ニューズウィーク日本版 / 2018年10月13日 11時30分



だが、行動を起こすには数多くのリスクを伴う。中国が15〜16年に元を切り下げた際は、巨額の資本逃避が起きた。今回も元の下落を放置すれば、同様の事態を招く恐れがある。

大きな疑問も残る。中国は貿易戦争によって自国経済が大きなダメージを受けることと、元安で資本逃避が再び起きることのどちらをより不安視しているのか?

元が下がれば、国内に影響があるだけではなく、新興市場の通貨も同様に下落し、ドル建ての負債は返済が困難になる恐れがある。同じように元の下落によって中国からの輸入品が大量に流入すれば、日本やEUもいい顔はしないだろう。
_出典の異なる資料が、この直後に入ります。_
//! Payloads originated by agents.

use serde::{Deserialize, Serialize};

/// Host metrics snapshot inside an `agent_metrics` frame.
#[derive(Debug, Clone, PartialEq, Serialize, Deserialize)]
pub struct HostMetrics {
    pub cpu_usage: f64,
    pub memory_usage: f64,
    pub disk_usage: f64,
    pub hostname: String,
    pub os: String,
    pub uptime: u64,
}

/// `agent_metrics` payload.
#[derive(Debug, Clone, PartialEq, Serialize, Deserialize)]
pub struct MetricsReport {
    pub agent_id: String,
    pub agent_name: String,
    pub host_metrics: HostMetrics,
    /// Externally discovered `host:port` reachable by peers, when known.
    #[serde(default, skip_serializing_if = "Option::is_none")]
    pub public_endpoint: Option<String>,
    /// Unix seconds at sampling time.
    pub timestamp: i64,
}

/// `agent_conn_break` payload.
#[derive(Debug, Clone, PartialEq, Serialize, Deserialize)]
pub struct ConnBreak {
    pub agent_id: String,
    pub timestamp: i64,
}

/// One entry of a directory snapshot.
#[derive(Debug, Clone, PartialEq, Serialize, Deserialize)]
pub struct FileEntryInfo {
    pub name: String,
    /// Path relative to the shared folder.
    pub path: String,
    pub size: u64,
    /// RFC 3339 modification time.
    pub modified: String,
    /// "file" or "directory".
    #[serde(rename = "type")]
    pub kind: String,
}

/// Aggregate listing inside a snapshot.
#[derive(Debug, Clone, PartialEq, Serialize, Deserialize)]
pub struct DirectoryInfo {
    pub files: Vec<FileEntryInfo>,
    pub total_files: usize,
    pub total_size: u64,
}

/// `agent_directory_snapshot` payload.
#[derive(Debug, Clone, PartialEq, Serialize, Deserialize)]
pub struct DirectorySnapshot {
    pub agent_id: String,
    /// RFC 3339 time of the scan.
    pub timestamp: String,
    pub directory: DirectoryInfo,
}
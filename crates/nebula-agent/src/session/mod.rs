//! Agent-side control session.
//!
//! One outbound WebSocket connection to the master, run by three
//! cooperative workers: a reader (socket → inbound queue), a writer
//! (send queue → socket) and a processor (inbound queue → typed
//! handlers). While a relay transfer is receiving, the processor also
//! feeds binary chunks into an installed chunk sink.
//!
//! The session is replaced wholesale on reconnect; the supervisor owns
//! that loop.

mod pumps;

use std::collections::HashMap;
use std::sync::{Arc, Mutex as StdMutex, RwLock as StdRwLock};

use bytes::Bytes;
use tokio::sync::mpsc;
use tokio_util::sync::CancellationToken;
use tracing::{info, warn};

use nebula_core::constants::{INBOUND_BUFFER_CAPACITY, SEND_BUFFER_CAPACITY};
use nebula_core::protocol::{Frame, FrameKind, Outbound};
use nebula_core::{AgentIdentity, Error, Result};

use crate::config::AgentConfig;

/// A typed frame handler. Exactly one handler per frame kind; long work is
/// expected to spawn its own task.
pub type Handler = Box<dyn Fn(Frame) -> Result<()> + Send + Sync>;

/// Unit read off the socket.
#[derive(Debug)]
pub(crate) enum Inbound {
    Frame(Frame),
    Binary(Bytes),
}

/// Live control session to the master.
pub struct Session {
    identity: AgentIdentity,
    outbound_tx: mpsc::Sender<Outbound>,
    cancel: CancellationToken,
    handlers: StdRwLock<HashMap<FrameKind, Handler>>,
    chunk_sink: StdMutex<Option<mpsc::Sender<Bytes>>>,
}

impl Session {
    /// Dial the master and start the session workers.
    pub async fn connect(
        config: &AgentConfig,
        identity: AgentIdentity,
        parent: &CancellationToken,
    ) -> Result<Arc<Self>> {
        let url = config.ws_url(&identity.id, &identity.name, &identity.os);
        info!(url = %url, "Dialing master");

        let (socket, _response) = tokio_tungstenite::connect_async(url.as_str())
            .await
            .map_err(|e| Error::Session {
                message: format!("dial failed: {}", e),
            })?;
        info!("Connected to master");

        let (outbound_tx, outbound_rx) = mpsc::channel(SEND_BUFFER_CAPACITY);
        let (inbound_tx, inbound_rx) = mpsc::channel(INBOUND_BUFFER_CAPACITY);

        let session = Arc::new(Self {
            identity,
            outbound_tx,
            cancel: parent.child_token(),
            handlers: StdRwLock::new(HashMap::new()),
            chunk_sink: StdMutex::new(None),
        });

        pumps::start(Arc::clone(&session), socket, inbound_tx, inbound_rx, outbound_rx);
        Ok(session)
    }

    /// The identity this session was dialed with.
    pub fn identity(&self) -> &AgentIdentity {
        &self.identity
    }

    /// Shorthand for the stable agent id.
    pub fn agent_id(&self) -> &str {
        &self.identity.id
    }

    /// Non-blocking enqueue onto the send buffer.
    ///
    /// Returns a channel error ("send buffer full") when the buffer is at
    /// capacity; the session stays up.
    pub fn send(&self, out: impl Into<Outbound>) -> Result<()> {
        if self.cancel.is_cancelled() {
            return Err(Error::ConnectionClosed);
        }
        match self.outbound_tx.try_send(out.into()) {
            Ok(()) => Ok(()),
            Err(mpsc::error::TrySendError::Full(_)) => {
                warn!("Send buffer full, dropping message");
                Err(Error::Channel {
                    message: "send buffer full".into(),
                })
            }
            Err(mpsc::error::TrySendError::Closed(_)) => Err(Error::ConnectionClosed),
        }
    }

    /// Enqueue a binary chunk, politely waiting out send-buffer pressure.
    ///
    /// Relay senders use this instead of [`Session::send`]: dropping a
    /// chunk would corrupt the archive, so a full buffer is waited out in
    /// small sleeps rather than reported as an error.
    pub async fn send_binary(&self, chunk: Bytes) -> Result<()> {
        let mut out = Outbound::Binary(chunk);
        loop {
            if self.cancel.is_cancelled() {
                return Err(Error::ConnectionClosed);
            }
            match self.outbound_tx.try_send(out) {
                Ok(()) => return Ok(()),
                Err(mpsc::error::TrySendError::Full(returned)) => {
                    out = returned;
                    tokio::time::sleep(std::time::Duration::from_millis(10)).await;
                }
                Err(mpsc::error::TrySendError::Closed(_)) => return Err(Error::ConnectionClosed),
            }
        }
    }

    /// Install a typed handler. A later registration for the same kind
    /// overrides the earlier one.
    pub fn register_handler(&self, kind: FrameKind, handler: Handler) {
        self.handlers
            .write()
            .expect("handler registry poisoned")
            .insert(kind, handler);
    }

    /// Route binary chunks into `sink` (relay receive mode).
    pub fn install_chunk_sink(&self, sink: mpsc::Sender<Bytes>) {
        *self.chunk_sink.lock().expect("chunk sink poisoned") = Some(sink);
    }

    /// Stop routing binary chunks; subsequent chunks are dropped with a
    /// warning.
    pub fn clear_chunk_sink(&self) {
        *self.chunk_sink.lock().expect("chunk sink poisoned") = None;
    }

    pub(crate) fn take_chunk_sink_if_closed(&self) {
        let mut guard = self.chunk_sink.lock().expect("chunk sink poisoned");
        if guard.as_ref().is_some_and(|tx| tx.is_closed()) {
            *guard = None;
        }
    }

    pub(crate) fn chunk_sink(&self) -> Option<mpsc::Sender<Bytes>> {
        self.chunk_sink.lock().expect("chunk sink poisoned").clone()
    }

    pub(crate) fn dispatch(&self, frame: Frame) {
        let kind = frame.kind();
        let handlers = self.handlers.read().expect("handler registry poisoned");
        match handlers.get(&kind) {
            Some(handler) => {
                if let Err(e) = handler(frame) {
                    tracing::error!(kind = ?kind, error = %e, "Handler error");
                }
            }
            None => warn!(kind = ?kind, "No handler for message type"),
        }
    }

    /// Token observed by heartbeats and transfer workers; cancelled when
    /// the session dies.
    pub fn cancel_token(&self) -> CancellationToken {
        self.cancel.clone()
    }

    /// Wait until the session is torn down.
    pub async fn disconnected(&self) {
        self.cancel.cancelled().await;
    }

    /// Tear the session down; all workers stop and the socket closes.
    pub fn close(&self) {
        self.cancel.cancel();
    }

    /// Build a detached in-memory session (no socket) for tests.
    ///
    /// Returns the session, the far end of the send buffer, and a feeder
    /// for the processor queue.
    #[doc(hidden)]
    pub fn detached(
        identity: AgentIdentity,
    ) -> (Arc<Self>, mpsc::Receiver<Outbound>, mpsc::Sender<Frame>) {
        let (outbound_tx, outbound_rx) = mpsc::channel(SEND_BUFFER_CAPACITY);
        let (inbound_tx, mut inbound_rx) = mpsc::channel::<Frame>(INBOUND_BUFFER_CAPACITY);
        let session = Arc::new(Self {
            identity,
            outbound_tx,
            cancel: CancellationToken::new(),
            handlers: StdRwLock::new(HashMap::new()),
            chunk_sink: StdMutex::new(None),
        });
        let dispatcher = Arc::clone(&session);
        tokio::spawn(async move {
            while let Some(frame) = inbound_rx.recv().await {
                dispatcher.dispatch(frame);
            }
        });
        (session, outbound_rx, inbound_tx)
    }
}

// =============================================================================
// Tests
// =============================================================================

#[cfg(test)]
mod tests {
    use std::sync::atomic::{AtomicUsize, Ordering};

    use super::*;

    fn identity() -> AgentIdentity {
        AgentIdentity::from_parts("agent-1", "one", "Linux")
    }

    #[tokio::test]
    async fn send_buffer_full_is_reported_not_fatal() {
        let (session, _outbound_rx, _tx) = Session::detached(identity());

        // Nothing drains the buffer; fill it to capacity.
        for _ in 0..SEND_BUFFER_CAPACITY {
            session.send(Frame::MasterMetricsRequest).unwrap();
        }
        let err = session.send(Frame::MasterMetricsRequest).unwrap_err();
        assert!(matches!(err, Error::Channel { .. }));
        assert_eq!(err.to_string(), "channel error: send buffer full");

        // The session itself is still usable.
        assert!(!session.cancel_token().is_cancelled());
    }

    #[tokio::test]
    async fn send_after_close_is_connection_closed() {
        let (session, _outbound_rx, _tx) = Session::detached(identity());
        session.close();
        let err = session.send(Frame::MasterMetricsRequest).unwrap_err();
        assert!(matches!(err, Error::ConnectionClosed));
    }

    #[tokio::test]
    async fn handler_registration_overrides() {
        let (session, _outbound_rx, tx) = Session::detached(identity());
        let hits = Arc::new(AtomicUsize::new(0));

        let first = Arc::clone(&hits);
        session.register_handler(
            FrameKind::MasterMetricsRequest,
            Box::new(move |_| {
                first.fetch_add(1, Ordering::SeqCst);
                Ok(())
            }),
        );
        // Later registration wins.
        let second = Arc::clone(&hits);
        session.register_handler(
            FrameKind::MasterMetricsRequest,
            Box::new(move |_| {
                second.fetch_add(100, Ordering::SeqCst);
                Ok(())
            }),
        );

        tx.send(Frame::MasterMetricsRequest).await.unwrap();
        tokio::time::sleep(std::time::Duration::from_millis(50)).await;
        assert_eq!(hits.load(Ordering::SeqCst), 100);
    }

    #[tokio::test]
    async fn unhandled_frame_is_dropped_quietly() {
        let (session, _outbound_rx, tx) = Session::detached(identity());
        // No handler registered; dispatch must not panic.
        tx.send(Frame::MasterRestartRequest).await.unwrap();
        tokio::time::sleep(std::time::Duration::from_millis(20)).await;
        assert!(!session.cancel_token().is_cancelled());
    }

    #[tokio::test]
    async fn chunk_sink_install_and_clear() {
        let (session, _outbound_rx, _tx) = Session::detached(identity());
        assert!(session.chunk_sink().is_none());

        let (tx, mut rx) = mpsc::channel::<Bytes>(4);
        session.install_chunk_sink(tx);
        session
            .chunk_sink()
            .unwrap()
            .try_send(Bytes::from_static(b"abc"))
            .unwrap();
        assert_eq!(rx.recv().await.unwrap(), Bytes::from_static(b"abc"));

        session.clear_chunk_sink();
        assert!(session.chunk_sink().is_none());
    }
}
元下落を導く多くの要因――貿易戦争、アメリカの利上げ、国内の景気刺激策による影響などを受けながら、中国政府が元のこれ以上の下落を回避するには、為替に介入して元を買い支えするしかないのかもしれない。15〜16年に、外貨準備高を切り崩して1兆ドル以上の資本注入を行ったように。

そうすれば、米政府は満足するだろう。だが、中国政府に対して為替操作をやめるよう再三説いてきた以上、矛盾した態度と言わざるを得ない。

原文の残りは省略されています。